EXERCISE BRIEF:
Line count for "probe": give the number of lines in the records below that hold it, and nothing else.

INFORMATION SUPPLIED:

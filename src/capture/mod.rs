//! Capture layer: opening RTSP streams and pulling raw frames.
//!
//! The gateway talks to cameras through the traits in this module. The
//! FFmpeg-backed implementation requires native libraries and is gated
//! behind the `ffmpeg` feature; everything above this seam runs without it.

use async_trait::async_trait;
use serde::Serialize;

use crate::config::StreamType;
use crate::{Error, Result};

#[cfg(feature = "ffmpeg")]
pub mod ffmpeg;

#[cfg(feature = "ffmpeg")]
pub use ffmpeg::FfmpegCaptureFactory;

/// Properties of an opened video stream
#[derive(Debug, Clone, Copy, PartialEq)]
pub struct VideoParams {
    pub width: u32,
    pub height: u32,
    /// Native frame rate in frames per second
    pub fps: f64,
}

/// Properties of an opened audio stream
#[derive(Debug, Clone, Copy, PartialEq, Eq)]
pub struct AudioParams {
    pub sample_rate: u32,
    pub channels: u16,
}

/// Result of probing an RTSP URL without starting a session
#[derive(Debug, Clone, Copy, PartialEq, Serialize)]
pub struct StreamInfo {
    pub width: u32,
    pub height: u32,
    pub fps: f64,
    pub has_audio: bool,
}

/// Pixel data of a decoded frame
#[derive(Debug, Clone)]
pub enum Pixels {
    /// Packed RGB, 3 bytes per pixel
    Rgb24(Vec<u8>),
    /// Single-channel grayscale, 1 byte per pixel
    Gray8(Vec<u8>),
}

/// A decoded video frame as it comes off the wire
#[derive(Debug, Clone)]
pub struct RawVideoFrame {
    pub width: u32,
    pub height: u32,
    pub pixels: Pixels,
}

/// An open video stream
#[async_trait]
pub trait VideoCapture: Send {
    /// Stream properties discovered at open
    fn params(&self) -> VideoParams;

    /// Decode the next frame
    async fn read(&mut self) -> Result<RawVideoFrame>;
}

/// An open audio stream, resampled to mono s16 at the requested rate
#[async_trait]
pub trait AudioCapture: Send {
    /// Stream properties discovered at open
    fn params(&self) -> AudioParams;

    /// Read exactly `samples` mono s16 samples
    async fn read(&mut self, samples: usize) -> Result<Vec<i16>>;
}

/// Opens captures for RTSP URLs
#[async_trait]
pub trait CaptureFactory: Send + Sync {
    /// Open the video stream of `url`
    async fn open_video(
        &self,
        url: &str,
        stream_type: StreamType,
    ) -> Result<Box<dyn VideoCapture>>;

    /// Open the audio stream of `url`, resampled to `sample_rate` mono s16
    async fn open_audio(&self, url: &str, sample_rate: u32) -> Result<Box<dyn AudioCapture>>;

    /// Connect briefly and report stream properties
    async fn probe(&self, url: &str) -> Result<StreamInfo>;
}

/// Stand-in factory for builds without the `ffmpeg` feature.
///
/// Every operation fails with a source connection error, so the signaling
/// surface stays up and reports the missing backend instead of panicking.
pub struct DisabledCaptureFactory;

#[async_trait]
impl CaptureFactory for DisabledCaptureFactory {
    async fn open_video(
        &self,
        _url: &str,
        _stream_type: StreamType,
    ) -> Result<Box<dyn VideoCapture>> {
        Err(Error::SourceConnection(
            "capture backend requires the 'ffmpeg' feature".to_string(),
        ))
    }

    async fn open_audio(&self, _url: &str, _sample_rate: u32) -> Result<Box<dyn AudioCapture>> {
        Err(Error::SourceConnection(
            "capture backend requires the 'ffmpeg' feature".to_string(),
        ))
    }

    async fn probe(&self, _url: &str) -> Result<StreamInfo> {
        Err(Error::SourceConnection(
            "capture backend requires the 'ffmpeg' feature".to_string(),
        ))
    }
}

RESPONSE TO THIS EXERCISE:
2